The midsize companies that typically hire temporary tax accountants as tax season approaches should get past a couple of common delusions, suggests an executive at a prominent finance and accounting staffing firm.
First, companies chronically underestimate the availability of such workers, contends Andrew Reina, managing director of Accounting Principals. Among the many types of positions the firm fills, tax people are in the scarcest supply. Yet every winter, the firm is flooded with requests for them just as tax season begins, or even worse, later on as IRS or internal-reporting deadlines loom and companies realize they’re short-handed.
“Almost all the tax people are already working,” Reina says. “There never seems to be a shortage of tax need out there.” Those with tax degrees are gobbled up quickly coming out of school by public accounting firms, and after they’ve completed a couple of years of work there, corporations grab them just as enthusiastically. Plus, tax professionals tend to be fairly conservative careerwise, staying with employers longer than their counterparts in other finance and accounting disciplines.
And it’s not like the pool is big to begin with. Tax work is specialized, technical, and demanding; subject to an unending stream of new rules and regulations to absorb; and perceived as less sexy than some other finance roles. All of that serves to dampen interest in pursuing the field.
One would think that after a company encounters a shortage of tax talent one year, it would be aware the next. But some of Accounting Principals’s procrastinating clients make the mistake repeatedly. “They’ll literally call the week before their tax provision work is supposed to be done and say they need somebody tomorrow,” says Reina.

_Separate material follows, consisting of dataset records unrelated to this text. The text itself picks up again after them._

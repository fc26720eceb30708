//! Typed content-part model shared by every translator (design note:
//! "replace ad-hoc object walking with typed sum representations").
//! Wire formats still transit as their own JSON shapes at the edges;
//! translators convert through this representation so branches are
//! exhaustive instead of probing JSON by hand.

use serde::{Deserialize, Serialize};

#[derive(Debug, Clone, Copy, PartialEq, Eq, Serialize, Deserialize)]
#[serde(rename_all = "lowercase")]
pub enum Role {
    System,
    User,
    Assistant,
    Tool,
}

#[derive(Debug, Clone, PartialEq, Serialize, Deserialize)]
pub enum ImageSource {
    Base64 {
        media_type: String,
        data: String,
    },
    Url {
        url: String,
    },
}

#[derive(Debug, Clone, PartialEq, Serialize, Deserialize)]
#[serde(tag = "kind")]
pub enum ContentPart {
    Text {
        text: String,
    },
    Image {
        source: ImageSource,
    },
    Thinking {
        text: String,
        signature: Option<String>,
    },
    ToolUse {
        id: String,
        name: String,
        arguments: serde_json::Value,
    },
    ToolResult {
        tool_use_id: String,
        content: String,
        is_error: bool,
    },
}

impl ContentPart {
    pub fn text(text: impl Into<String>) -> Self {
        ContentPart::Text { text: text.into() }
    }

    pub fn as_text(&self) -> Option<&str> {
        match self {
            ContentPart::Text { text } => Some(text),
            _ => None,
        }
    }
}

/// A role-tagged message made of one or more content parts — the
/// normalized form every translator converts through.
#[derive(Debug, Clone, PartialEq, Serialize, Deserialize)]
pub struct NormalizedMessage {
    pub role: Role,
    pub parts: Vec<ContentPart>,
    /// For `Role::Tool` / tool-result messages, the id being answered.
    pub tool_call_id: Option<String>,
    pub name: Option<String>,
}

#[derive(Debug, Clone, Copy, PartialEq, Eq, Serialize, Deserialize)]
#[serde(rename_all = "snake_case")]
pub enum ReasoningEffort {
    None,
    Low,
    Medium,
    High,
    Auto,
}

#[derive(Debug, Clone, PartialEq, Eq, Serialize, Deserialize)]
#[serde(rename_all = "snake_case")]
pub enum ToolChoice {
    Auto,
    Any,
    None,
    Tool { name: String },
}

Also, companies routinely take on such workers, give them a one-day orientation, and expect them to be fully up to speed on the organization and its systems. There needs to be a better support system, Reina urges, with seasoned professionals available to answer additional questions. “Companies should expect high-quality work from anybody they bring in, but it’s not fair to compare those folks to employees who have been there for years. There need to be goals and expectations that are challenging but achievable.”
Companies with revenue between $100 million and $500 million are most likely to need temporary tax help, Reina observes. Larger ones have deeper internal tax departments and use the tax services of large public accounting firms, and smaller companies often have less-complicated tax situations.